§ **RECORD EXTRACTS**:
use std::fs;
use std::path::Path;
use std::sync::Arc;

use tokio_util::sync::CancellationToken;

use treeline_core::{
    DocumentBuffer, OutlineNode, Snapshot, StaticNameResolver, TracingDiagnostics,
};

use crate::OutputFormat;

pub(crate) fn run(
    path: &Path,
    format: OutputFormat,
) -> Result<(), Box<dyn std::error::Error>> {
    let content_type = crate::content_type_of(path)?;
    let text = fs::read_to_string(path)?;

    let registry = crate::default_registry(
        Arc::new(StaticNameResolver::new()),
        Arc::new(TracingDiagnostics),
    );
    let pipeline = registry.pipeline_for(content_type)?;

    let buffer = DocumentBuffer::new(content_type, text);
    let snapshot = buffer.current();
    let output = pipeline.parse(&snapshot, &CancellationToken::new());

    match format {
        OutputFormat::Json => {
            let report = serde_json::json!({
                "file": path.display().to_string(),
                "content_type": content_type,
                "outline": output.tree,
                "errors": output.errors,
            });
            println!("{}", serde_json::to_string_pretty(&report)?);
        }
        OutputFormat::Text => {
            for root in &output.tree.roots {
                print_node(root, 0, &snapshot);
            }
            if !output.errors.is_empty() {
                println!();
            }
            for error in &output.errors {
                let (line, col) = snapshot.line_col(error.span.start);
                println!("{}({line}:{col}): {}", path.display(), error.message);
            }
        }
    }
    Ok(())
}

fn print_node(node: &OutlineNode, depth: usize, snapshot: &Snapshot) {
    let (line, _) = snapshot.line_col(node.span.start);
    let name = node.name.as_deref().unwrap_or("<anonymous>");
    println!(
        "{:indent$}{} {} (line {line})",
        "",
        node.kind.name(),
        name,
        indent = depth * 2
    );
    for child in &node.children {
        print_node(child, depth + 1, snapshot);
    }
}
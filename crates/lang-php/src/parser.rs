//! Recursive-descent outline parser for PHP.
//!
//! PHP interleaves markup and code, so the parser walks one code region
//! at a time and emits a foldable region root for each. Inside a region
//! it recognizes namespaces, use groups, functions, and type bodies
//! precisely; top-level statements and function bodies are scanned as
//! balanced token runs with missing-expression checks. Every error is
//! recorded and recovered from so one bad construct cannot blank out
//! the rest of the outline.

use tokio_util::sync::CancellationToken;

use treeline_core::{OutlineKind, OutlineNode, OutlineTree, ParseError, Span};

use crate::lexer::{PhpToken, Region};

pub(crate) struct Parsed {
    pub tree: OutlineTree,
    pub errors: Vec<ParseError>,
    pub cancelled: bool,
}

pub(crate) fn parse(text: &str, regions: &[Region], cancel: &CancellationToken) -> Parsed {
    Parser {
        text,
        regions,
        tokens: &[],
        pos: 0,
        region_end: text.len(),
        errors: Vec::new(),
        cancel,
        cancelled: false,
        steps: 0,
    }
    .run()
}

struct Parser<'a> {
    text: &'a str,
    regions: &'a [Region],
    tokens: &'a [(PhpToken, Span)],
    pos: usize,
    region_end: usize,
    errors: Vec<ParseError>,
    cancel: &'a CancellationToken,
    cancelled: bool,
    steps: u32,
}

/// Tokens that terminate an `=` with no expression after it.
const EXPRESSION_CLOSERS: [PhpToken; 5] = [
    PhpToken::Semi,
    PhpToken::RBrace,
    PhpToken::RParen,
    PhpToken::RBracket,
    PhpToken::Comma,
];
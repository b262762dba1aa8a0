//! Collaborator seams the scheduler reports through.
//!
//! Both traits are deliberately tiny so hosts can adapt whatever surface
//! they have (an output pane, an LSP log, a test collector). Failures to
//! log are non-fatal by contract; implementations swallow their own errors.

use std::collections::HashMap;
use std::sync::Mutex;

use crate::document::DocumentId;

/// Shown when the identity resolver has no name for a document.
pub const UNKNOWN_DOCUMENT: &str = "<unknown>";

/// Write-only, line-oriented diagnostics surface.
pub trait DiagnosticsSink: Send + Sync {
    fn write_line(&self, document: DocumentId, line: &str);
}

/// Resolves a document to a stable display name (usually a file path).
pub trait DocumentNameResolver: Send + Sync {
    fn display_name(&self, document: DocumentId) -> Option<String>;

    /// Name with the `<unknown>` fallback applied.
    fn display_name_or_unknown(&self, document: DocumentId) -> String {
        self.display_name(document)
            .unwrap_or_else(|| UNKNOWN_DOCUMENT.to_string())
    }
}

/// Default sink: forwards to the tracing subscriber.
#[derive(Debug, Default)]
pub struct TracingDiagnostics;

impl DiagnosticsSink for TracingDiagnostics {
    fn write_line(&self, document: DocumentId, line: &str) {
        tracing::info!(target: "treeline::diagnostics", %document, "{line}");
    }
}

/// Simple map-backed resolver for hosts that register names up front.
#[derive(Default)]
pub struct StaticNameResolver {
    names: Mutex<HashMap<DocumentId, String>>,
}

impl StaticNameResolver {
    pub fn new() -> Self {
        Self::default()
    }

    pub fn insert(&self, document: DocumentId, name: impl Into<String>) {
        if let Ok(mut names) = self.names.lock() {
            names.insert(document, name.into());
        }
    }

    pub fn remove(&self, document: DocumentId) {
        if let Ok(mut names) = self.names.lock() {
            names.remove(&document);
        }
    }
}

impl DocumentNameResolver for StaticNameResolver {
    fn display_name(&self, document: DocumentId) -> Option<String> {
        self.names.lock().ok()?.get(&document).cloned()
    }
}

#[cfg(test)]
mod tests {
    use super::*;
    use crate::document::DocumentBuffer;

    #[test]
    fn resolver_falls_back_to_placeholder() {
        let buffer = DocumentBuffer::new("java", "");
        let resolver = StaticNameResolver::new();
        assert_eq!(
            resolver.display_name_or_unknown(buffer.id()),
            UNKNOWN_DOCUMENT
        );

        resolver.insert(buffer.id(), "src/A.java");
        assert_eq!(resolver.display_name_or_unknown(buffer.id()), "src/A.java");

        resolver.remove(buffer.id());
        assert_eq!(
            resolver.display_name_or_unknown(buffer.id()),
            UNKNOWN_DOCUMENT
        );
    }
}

§ **PROBLEM TO WORK ON**:
Repeat everything in the listing above exactly.

§ **SOLUTION TO THE EXERCISE**:
use std::fs;
use std::path::Path;
use std::sync::Arc;

use tokio_util::sync::CancellationToken;

use treeline_core::{
    DocumentBuffer, OutlineNode, Snapshot, StaticNameResolver, TracingDiagnostics,
};

use crate::OutputFormat;

pub(crate) fn run(
    path: &Path,
    format: OutputFormat,
) -> Result<(), Box<dyn std::error::Error>> {
    let content_type = crate::content_type_of(path)?;
    let text = fs::read_to_string(path)?;

    let registry = crate::default_registry(
        Arc::new(StaticNameResolver::new()),
        Arc::new(TracingDiagnostics),
    );
    let pipeline = registry.pipeline_for(content_type)?;

    let buffer = DocumentBuffer::new(content_type, text);
    let snapshot = buffer.current();
    let output = pipeline.parse(&snapshot, &CancellationToken::new());

    match format {
        OutputFormat::Json => {
            let report = serde_json::json!({
                "file": path.display().to_string(),
                "content_type": content_type,
                "outline": output.tree,
                "errors": output.errors,
            });
            println!("{}", serde_json::to_string_pretty(&report)?);
        }
        OutputFormat::Text => {
            for root in &output.tree.roots {
                print_node(root, 0, &snapshot);
            }
            if !output.errors.is_empty() {
                println!();
            }
            for error in &output.errors {
                let (line, col) = snapshot.line_col(error.span.start);
                println!("{}({line}:{col}): {}", path.display(), error.message);
            }
        }
    }
    Ok(())
}

fn print_node(node: &OutlineNode, depth: usize, snapshot: &Snapshot) {
    let (line, _) = snapshot.line_col(node.span.start);
    let name = node.name.as_deref().unwrap_or("<anonymous>");
    println!(
        "{:indent$}{} {} (line {line})",
        "",
        node.kind.name(),
        name,
        indent = depth * 2
    );
    for child in &node.children {
        print_node(child, depth + 1, snapshot);
    }
}
filename crates/lang-php/src/parser.rs
//! Recursive-descent outline parser for PHP.
//!
//! PHP interleaves markup and code, so the parser walks one code region
//! at a time and emits a foldable region root for each. Inside a region
//! it recognizes namespaces, use groups, functions, and type bodies
//! precisely; top-level statements and function bodies are scanned as
//! balanced token runs with missing-expression checks. Every error is
//! recorded and recovered from so one bad construct cannot blank out
//! the rest of the outline.

use tokio_util::sync::CancellationToken;

use treeline_core::{OutlineKind, OutlineNode, OutlineTree, ParseError, Span};

use crate::lexer::{PhpToken, Region};

pub(crate) struct Parsed {
    pub tree: OutlineTree,
    pub errors: Vec<ParseError>,
    pub cancelled: bool,
}

pub(crate) fn parse(text: &str, regions: &[Region], cancel: &CancellationToken) -> Parsed {
    Parser {
        text,
        regions,
        tokens: &[],
        pos: 0,
        region_end: text.len(),
        errors: Vec::new(),
        cancel,
        cancelled: false,
        steps: 0,
    }
    .run()
}

struct Parser<'a> {
    text: &'a str,
    regions: &'a [Region],
    tokens: &'a [(PhpToken, Span)],
    pos: usize,
    region_end: usize,
    errors: Vec<ParseError>,
    cancel: &'a CancellationToken,
    cancelled: bool,
    steps: u32,
}

/// Tokens that terminate an `=` with no expression after it.
const EXPRESSION_CLOSERS: [PhpToken; 5] = [
    PhpToken::Semi,
    PhpToken::RBrace,
    PhpToken::RParen,
    PhpToken::RBracket,
    PhpToken::Comma,
];
repository b262762dba1aa8a0
//! Collaborator seams the scheduler reports through.
//!
//! Both traits are deliberately tiny so hosts can adapt whatever surface
//! they have (an output pane, an LSP log, a test collector). Failures to
//! log are non-fatal by contract; implementations swallow their own errors.

use std::collections::HashMap;
use std::sync::Mutex;

use crate::document::DocumentId;

/// Shown when the identity resolver has no name for a document.
pub const UNKNOWN_DOCUMENT: &str = "<unknown>";

/// Write-only, line-oriented diagnostics surface.
pub trait DiagnosticsSink: Send + Sync {
    fn write_line(&self, document: DocumentId, line: &str);
}

/// Resolves a document to a stable display name (usually a file path).
pub trait DocumentNameResolver: Send + Sync {
    fn display_name(&self, document: DocumentId) -> Option<String>;

    /// Name with the `<unknown>` fallback applied.
    fn display_name_or_unknown(&self, document: DocumentId) -> String {
        self.display_name(document)
            .unwrap_or_else(|| UNKNOWN_DOCUMENT.to_string())
    }
}

/// Default sink: forwards to the tracing subscriber.
#[derive(Debug, Default)]
pub struct TracingDiagnostics;

impl DiagnosticsSink for TracingDiagnostics {
    fn write_line(&self, document: DocumentId, line: &str) {
        tracing::info!(target: "treeline::diagnostics", %document, "{line}");
    }
}

/// Simple map-backed resolver for hosts that register names up front.
#[derive(Default)]
pub struct StaticNameResolver {
    names: Mutex<HashMap<DocumentId, String>>,
}

impl StaticNameResolver {
    pub fn new() -> Self {
        Self::default()
    }

    pub fn insert(&self, document: DocumentId, name: impl Into<String>) {
        if let Ok(mut names) = self.names.lock() {
            names.insert(document, name.into());
        }
    }

    pub fn remove(&self, document: DocumentId) {
        if let Ok(mut names) = self.names.lock() {
            names.remove(&document);
        }
    }
}

impl DocumentNameResolver for StaticNameResolver {
    fn display_name(&self, document: DocumentId) -> Option<String> {
        self.names.lock().ok()?.get(&document).cloned()
    }
}

#[cfg(test)]
mod tests {
    use super::*;
    use crate::document::DocumentBuffer;

    #[test]
    fn resolver_falls_back_to_placeholder() {
        let buffer = DocumentBuffer::new("java", "");
        let resolver = StaticNameResolver::new();
        assert_eq!(
            resolver.display_name_or_unknown(buffer.id()),
            UNKNOWN_DOCUMENT
        );

        resolver.insert(buffer.id(), "src/A.java");
        assert_eq!(resolver.display_name_or_unknown(buffer.id()), "src/A.java");

        resolver.remove(buffer.id());
        assert_eq!(
            resolver.display_name_or_unknown(buffer.id()),
            UNKNOWN_DOCUMENT
        );
    }
}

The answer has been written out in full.